With all due respect for the President’s policies, the area just got excellent news on the economic front last week from the U.S. court system. On September 24, a jury in the U.S. District Court, Eastern District of Louisiana, rejected the first of at least 30 lawsuits against trailer manufacturers who sold their products to FEMA in the wake of Hurricane Katrina.

From The Associated Press:

NEW ORLEANS (AP) — A federal jury on Thursday rejected a New Orleans family’s claims that the government-issued trailer they lived in after Hurricane Katrina was defective and exposed them to dangerous [formaldehyde] fumes.

The jury decided that a trailer made by Gulf Stream Coach Inc. and occupied after the 2005 hurricane by Alana Alexander and her son, Christopher Cooper, 12, was not “unreasonably dangerous” in its construction.

The jury also concluded that Fluor Enterprises, which had a contract to install trailers for the Federal Emergency Management Agency, was not negligent in doing so. The government was not a defendant in this first of several “bellwether” trials.

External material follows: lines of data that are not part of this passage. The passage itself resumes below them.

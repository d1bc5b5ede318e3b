use mongodb::bson::{doc, oid::ObjectId, DateTime as BsonDateTime, Document};
use serde::{Deserialize, Serialize};
use std::fmt;

use crate::utils::AppError;

#[derive(Debug, Clone, Copy, Default, PartialEq, Eq, Hash, Serialize, Deserialize, utoipa::ToSchema)]
#[serde(rename_all = "lowercase")]
pub enum Role {
    #[default]
    Employee,
    Hr,
    Admin,
}

impl Role {
    pub fn as_str(&self) -> &'static str {
        match self {
            Role::Employee => "employee",
            Role::Hr => "hr",
            Role::Admin => "admin",
        }
    }
}

impl fmt::Display for Role {
    fn fmt(&self, f: &mut fmt::Formatter<'_>) -> fmt::Result {
        f.write_str(self.as_str())
    }
}

/// Document of the `users` collection.
#[derive(Debug, Serialize, Deserialize, Clone)]
#[serde(rename_all = "camelCase")]
pub struct User {
    #[serde(rename = "_id", skip_serializing_if = "Option::is_none")]
    pub id: Option<ObjectId>,
    pub email: String,
    #[serde(skip_serializing_if = "Option::is_none", default)]
    pub name: Option<String>,
    #[serde(skip_serializing_if = "Option::is_none", default)]
    pub photo: Option<String>,
    #[serde(default)]
    pub role: Role,
    #[serde(default)]
    pub is_verified: bool,
    #[serde(default)]
    pub is_fired: bool,
    #[serde(skip_serializing_if = "Option::is_none", default)]
    pub designation: Option<String>,
    #[serde(skip_serializing_if = "Option::is_none", default)]
    pub bank_account_no: Option<String>,
    #[serde(skip_serializing_if = "Option::is_none", default)]
    pub salary: Option<f64>,
    #[serde(skip_serializing_if = "Option::is_none", default)]
    pub created_at: Option<BsonDateTime>,
}

#[derive(Debug, Deserialize, utoipa::ToSchema)]
#[serde(rename_all = "camelCase")]
pub struct RegisterUserRequest {
    pub email: String,
    pub name: Option<String>,
    pub photo: Option<String>,
    pub role: Option<Role>,
    pub designation: Option<String>,
    pub bank_account_no: Option<String>,
    pub salary: Option<f64>,
}

impl RegisterUserRequest {
    /// Validates a self-registration and turns it into a fresh, unverified user.
    pub fn into_user(self) -> Result<User, AppError> {
        let email = self.email.trim().to_string();
        if email.is_empty() {
            return Err(AppError::InvalidRequest("email is required".to_string()));
        }

        let role = self.role.unwrap_or_default();
        if role == Role::Admin {
            return Err(AppError::InvalidRequest(
                "admin accounts cannot be self-registered".to_string(),
            ));
        }

        if let Some(salary) = self.salary {
            if !salary.is_finite() || salary < 0.0 {
                return Err(AppError::InvalidRequest("salary must be a non-negative number".to_string()));
            }
        }

        Ok(User {
            id: None,
            email,
            name: self.name,
            photo: self.photo,
            role,
            is_verified: false,
            is_fired: false,
            designation: self.designation,
            bank_account_no: self.bank_account_no,
            salary: self.salary,
            created_at: Some(BsonDateTime::now()),
        })
    }
}

#[derive(Debug, Deserialize, utoipa::ToSchema)]
#[serde(rename_all = "camelCase")]
pub struct VerifyUserRequest {
    pub is_verified: bool,
}

#[derive(Debug, Serialize, utoipa::ToSchema)]
#[serde(rename_all = "camelCase")]
pub struct UserResponse {
    #[serde(rename = "_id")]
    pub id: String,
    pub email: String,
    pub name: Option<String>,
    pub photo: Option<String>,
    pub role: Role,
    pub is_verified: bool,
    pub is_fired: bool,
    pub designation: Option<String>,
    pub bank_account_no: Option<String>,
    pub salary: Option<f64>,
    pub created_at: Option<String>,
}

impl From<User> for UserResponse {
    fn from(user: User) -> Self {
        UserResponse {
            id: user.id.map(|id| id.to_hex()).unwrap_or_default(),
            email: user.email,
            name: user.name,
            photo: user.photo,
            role: user.role,
            is_verified: user.is_verified,
            is_fired: user.is_fired,
            designation: user.designation,
            bank_account_no: user.bank_account_no,
            salary: user.salary,
            created_at: user.created_at.and_then(|t| t.try_to_rfc3339_string().ok()),
        }
    }
}

#[derive(Debug, Serialize, utoipa::ToSchema)]
pub struct RoleResponse {
    pub role: Role,
}

/// Which slice of the `users` collection a listing returns.
#[derive(Debug, Clone, Copy, PartialEq, Eq)]
pub enum UserListFilter {
    /// Everyone registered as an employee, verified or not (HR view).
    Employees,
    /// Verified employees and HR staff (admin view).
    VerifiedStaff,
}

impl UserListFilter {
    pub fn to_document(self) -> Document {
        match self {
            UserListFilter::Employees => doc! { "role": Role::Employee.as_str() },
            UserListFilter::VerifiedStaff => doc! {
                "isVerified": true,
                "role": { "$in": [Role::Employee.as_str(), Role::Hr.as_str()] },
            },
        }
    }
}

/// The `$set` mutations the HR and admin endpoints perform on a user.
#[derive(Debug, Clone, Copy, PartialEq, Eq)]
pub enum UserUpdate {
    Verify(bool),
    Fire,
    PromoteToHr,
}

impl UserUpdate {
    pub fn filter(self, id: ObjectId) -> Document {
        match self {
            // Only employees are promoted; an admin cannot be demoted through this path.
            UserUpdate::PromoteToHr => doc! { "_id": id, "role": Role::Employee.as_str() },
            _ => doc! { "_id": id },
        }
    }

    pub fn to_set_document(self) -> Document {
        let fields = match self {
            UserUpdate::Verify(verified) => doc! { "isVerified": verified },
            UserUpdate::Fire => doc! { "isFired": true },
            UserUpdate::PromoteToHr => doc! { "role": Role::Hr.as_str() },
        };
        doc! { "$set": fields }
    }
}
pub mod payment;
pub mod user;
pub mod work_sheet;

pub use payment::*;
pub use user::*;
pub use work_sheet::*;

use mongodb::bson::{oid::ObjectId, Bson};
use mongodb::results::{InsertOneResult, UpdateResult};
use serde::Serialize;

use crate::utils::AppError;

/// Shape of the driver's insertOne result, as answered by the insert endpoints.
#[derive(Debug, Serialize, utoipa::ToSchema)]
#[serde(rename_all = "camelCase")]
pub struct InsertOutcome {
    pub acknowledged: bool,
    pub inserted_id: Option<String>,
}

/// Shape of the driver's updateOne result.
#[derive(Debug, Serialize, PartialEq, Eq, utoipa::ToSchema)]
#[serde(rename_all = "camelCase")]
pub struct UpdateOutcome {
    pub acknowledged: bool,
    pub matched_count: u64,
    pub modified_count: u64,
    pub upserted_id: Option<String>,
}

fn bson_id_to_string(id: &Bson) -> String {
    match id {
        Bson::ObjectId(oid) => oid.to_hex(),
        Bson::String(s) => s.clone(),
        other => other.to_string(),
    }
}

impl From<InsertOneResult> for InsertOutcome {
    fn from(result: InsertOneResult) -> Self {
        InsertOutcome {
            acknowledged: true,
            inserted_id: Some(bson_id_to_string(&result.inserted_id)),
        }
    }
}

impl From<UpdateResult> for UpdateOutcome {
    fn from(result: UpdateResult) -> Self {
        UpdateOutcome {
            acknowledged: true,
            matched_count: result.matched_count,
            modified_count: result.modified_count,
            upserted_id: result.upserted_id.as_ref().map(bson_id_to_string),
        }
    }
}

pub fn parse_object_id(raw: &str) -> Result<ObjectId, AppError> {
    ObjectId::parse_str(raw).map_err(|_| AppError::InvalidRequest(format!("invalid id: {}", raw)))
}
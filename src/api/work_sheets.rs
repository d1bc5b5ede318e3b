use actix_web::{web, HttpResponse};

use crate::{
    database::Store,
    models::{CreateWorkSheetRequest, WorkSheetResponse},
    services::Claims,
    utils::AppError,
};

#[utoipa::path(
    post,
    path = "/work-sheets",
    tag = "Work sheets",
    request_body = CreateWorkSheetRequest,
    responses(
        (status = 200, description = "Work sheet stored", body = crate::models::InsertOutcome),
        (status = 403, description = "employeeEmail is not the caller's")
    ),
    security(("bearer_auth" = []))
)]
pub async fn submit_work_sheet(
    claims: web::ReqData<Claims>,
    store: web::Data<dyn Store>,
    request: web::Json<CreateWorkSheetRequest>,
) -> Result<HttpResponse, AppError> {
    let sheet = request.into_inner().into_work_sheet()?;
    log::info!("🗒️  POST /work-sheets - {}", sheet.employee_email);
    claims.ensure_owner(&sheet.employee_email)?;

    let outcome = store.insert_work_sheet(sheet).await?;
    Ok(HttpResponse::Ok().json(outcome))
}

async fn list(store: &dyn Store, employee_email: Option<&str>) -> Result<HttpResponse, AppError> {
    let sheets: Vec<WorkSheetResponse> = store
        .find_work_sheets(employee_email)
        .await?
        .into_iter()
        .map(WorkSheetResponse::from)
        .collect();

    log::info!("✅ Found {} work sheets", sheets.len());
    Ok(HttpResponse::Ok().json(sheets))
}

#[utoipa::path(
    get,
    path = "/work-sheets",
    tag = "Work sheets",
    responses((status = 200, description = "Every submitted work sheet, newest first")),
    security(("bearer_auth" = []))
)]
pub async fn list_work_sheets(store: web::Data<dyn Store>) -> Result<HttpResponse, AppError> {
    log::info!("📋 GET /work-sheets");
    list(store.get_ref(), None).await
}

#[utoipa::path(
    get,
    path = "/work-sheets/{email}",
    tag = "Work sheets",
    params(("email" = String, Path, description = "Must match the token's email")),
    responses(
        (status = 200, description = "Own work sheets, newest first"),
        (status = 403, description = "Not the owner")
    ),
    security(("bearer_auth" = []))
)]
pub async fn work_sheets_by_email(
    claims: web::ReqData<Claims>,
    store: web::Data<dyn Store>,
    email: web::Path<String>,
) -> Result<HttpResponse, AppError> {
    log::info!("📋 GET /work-sheets/{}", email);
    claims.ensure_owner(&email)?;

    list(store.get_ref(), Some(email.as_str())).await
}
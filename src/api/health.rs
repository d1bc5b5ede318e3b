use actix_web::{web, HttpResponse, Responder};
use serde::{Deserialize, Serialize};

use crate::database::Store;

#[derive(Serialize, Deserialize, utoipa::ToSchema)]
pub struct HealthResponse {
    pub status: String,
    pub service: String,
    pub version: String,
    pub database: String,
    pub timestamp: i64,
}

pub async fn root() -> impl Responder {
    HttpResponse::Ok().body("employee service is okay!")
}

#[utoipa::path(
    get,
    path = "/health",
    tag = "Health",
    responses(
        (status = 200, description = "Service is healthy", body = HealthResponse),
        (status = 503, description = "Database unreachable", body = HealthResponse)
    )
)]
pub async fn health_check(store: web::Data<dyn Store>) -> impl Responder {
    let database_ok = match store.ping().await {
        Ok(()) => true,
        Err(e) => {
            log::error!("❌ Health check: {}", e);
            false
        }
    };

    let body = HealthResponse {
        status: if database_ok { "healthy" } else { "degraded" }.to_string(),
        service: "employee-service".to_string(),
        version: env!("CARGO_PKG_VERSION").to_string(),
        database: if database_ok { "up" } else { "down" }.to_string(),
        timestamp: chrono::Utc::now().timestamp(),
    };

    if database_ok {
        HttpResponse::Ok().json(body)
    } else {
        HttpResponse::ServiceUnavailable().json(body)
    }
}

Last year the House Oversight and Investigations Committee, then chaired by Rep. Henry Waxman (D-CA), held a hearing to drag the trailer manufacturers into the mud for supposedly dangerous manufacturing practices — charges the manufacturers have always forcefully rejected. The hearing built upon already one-sided media coverage that also served the interests of the trial lawyers suing the businesses.

This is just one jury verdict, but the message must be very, very encouraging to the people of Elkhart County, and especially those involved in the trailer industry: The companies built safe products that met consumers’ demand, and when responding to the Katrina disaster, they maintained their high standards.

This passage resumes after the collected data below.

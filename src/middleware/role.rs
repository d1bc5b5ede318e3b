use actix_web::{
    body::EitherBody,
    dev::{forward_ready, Service, ServiceRequest, ServiceResponse, Transform},
    web, Error, HttpMessage,
};
use futures::future::LocalBoxFuture;
use std::future::{ready, Ready};
use std::rc::Rc;

use crate::{database::Store, models::Role, services::Claims, utils::AppError};

/// Lets a request through only when the token's email belongs to an active user
/// holding one of the accepted roles. Must run after `JwtAuth`.
pub struct RequireRole {
    roles: Rc<[Role]>,
}

impl RequireRole {
    pub fn any_of(roles: &[Role]) -> Self {
        assert!(!roles.is_empty(), "RequireRole needs at least one role");
        Self { roles: roles.into() }
    }

    pub fn hr() -> Self {
        Self::any_of(&[Role::Hr])
    }

    pub fn employee() -> Self {
        Self::any_of(&[Role::Employee])
    }

    pub fn admin() -> Self {
        Self::any_of(&[Role::Admin])
    }
}

impl<S, B> Transform<S, ServiceRequest> for RequireRole
where
    S: Service<ServiceRequest, Response = ServiceResponse<B>, Error = Error> + 'static,
    S::Future: 'static,
    B: 'static,
{
    type Response = ServiceResponse<EitherBody<B>>;
    type Error = Error;
    type InitError = ();
    type Transform = RequireRoleMiddleware<S>;
    type Future = Ready<Result<Self::Transform, Self::InitError>>;

    fn new_transform(&self, service: S) -> Self::Future {
        ready(Ok(RequireRoleMiddleware {
            service: Rc::new(service),
            roles: Rc::clone(&self.roles),
        }))
    }
}

pub struct RequireRoleMiddleware<S> {
    service: Rc<S>,
    roles: Rc<[Role]>,
}

impl<S, B> Service<ServiceRequest> for RequireRoleMiddleware<S>
where
    S: Service<ServiceRequest, Response = ServiceResponse<B>, Error = Error> + 'static,
    S::Future: 'static,
    B: 'static,
{
    type Response = ServiceResponse<EitherBody<B>>;
    type Error = Error;
    type Future = LocalBoxFuture<'static, Result<Self::Response, Self::Error>>;

    forward_ready!(service);

    fn call(&self, req: ServiceRequest) -> Self::Future {
        let service = Rc::clone(&self.service);
        let roles = Rc::clone(&self.roles);

        Box::pin(async move {
            let verdict = authorize(&req, &roles).await;
            match verdict {
                Ok(()) => service.call(req).await.map(ServiceResponse::map_into_left_body),
                Err(e) => Ok(req.error_response(e).map_into_right_body()),
            }
        })
    }
}

async fn authorize(req: &ServiceRequest, roles: &[Role]) -> Result<(), AppError> {
    let claims = req
        .extensions()
        .get::<Claims>()
        .cloned()
        .ok_or_else(|| AppError::Unauthorized("no token".to_string()))?;

    let store = req
        .app_data::<web::Data<dyn Store>>()
        .cloned()
        .ok_or_else(|| AppError::Config("store not registered".to_string()))?;

    match store.find_user_with_roles(&claims.email, roles).await? {
        Some(user) if !user.is_fired => Ok(()),
        Some(_) => {
            log::warn!("🚫 {} is fired, {} denied", claims.email, req.path());
            Err(AppError::forbidden())
        }
        None => {
            log::warn!("🚫 {} lacks role {:?} for {}", claims.email, roles, req.path());
            Err(AppError::forbidden())
        }
    }
}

Now that would be a good topic for a nationally televised speech.

Note: The RV trade industry publication/website “RV Business” did a thorough job covering the trial, and kudos to them.

About the Recreational Vehicle Industry, a Reminder

With President Obama’s return to Elkhart County, Indiana, yesterday to hold an event at an RV manufacturer, it’s again worth recalling that just about a year ago, the House Committee on Oversight and Investigations — then chaired by Rep. Henry Waxman (D-CA) — was holding a hearing excoriating the trailer industry for meeting the government’s demands for trailers after Hurricane Katrina.

If ever there were a hearing to serve the interests of the trail lawyers — who were then mounting a campaign against “toxic trailers” — it was that one. A judge rejected class-action status for the lawsuits, but the litigation continues. (See Mass Tort Litigation Blog.)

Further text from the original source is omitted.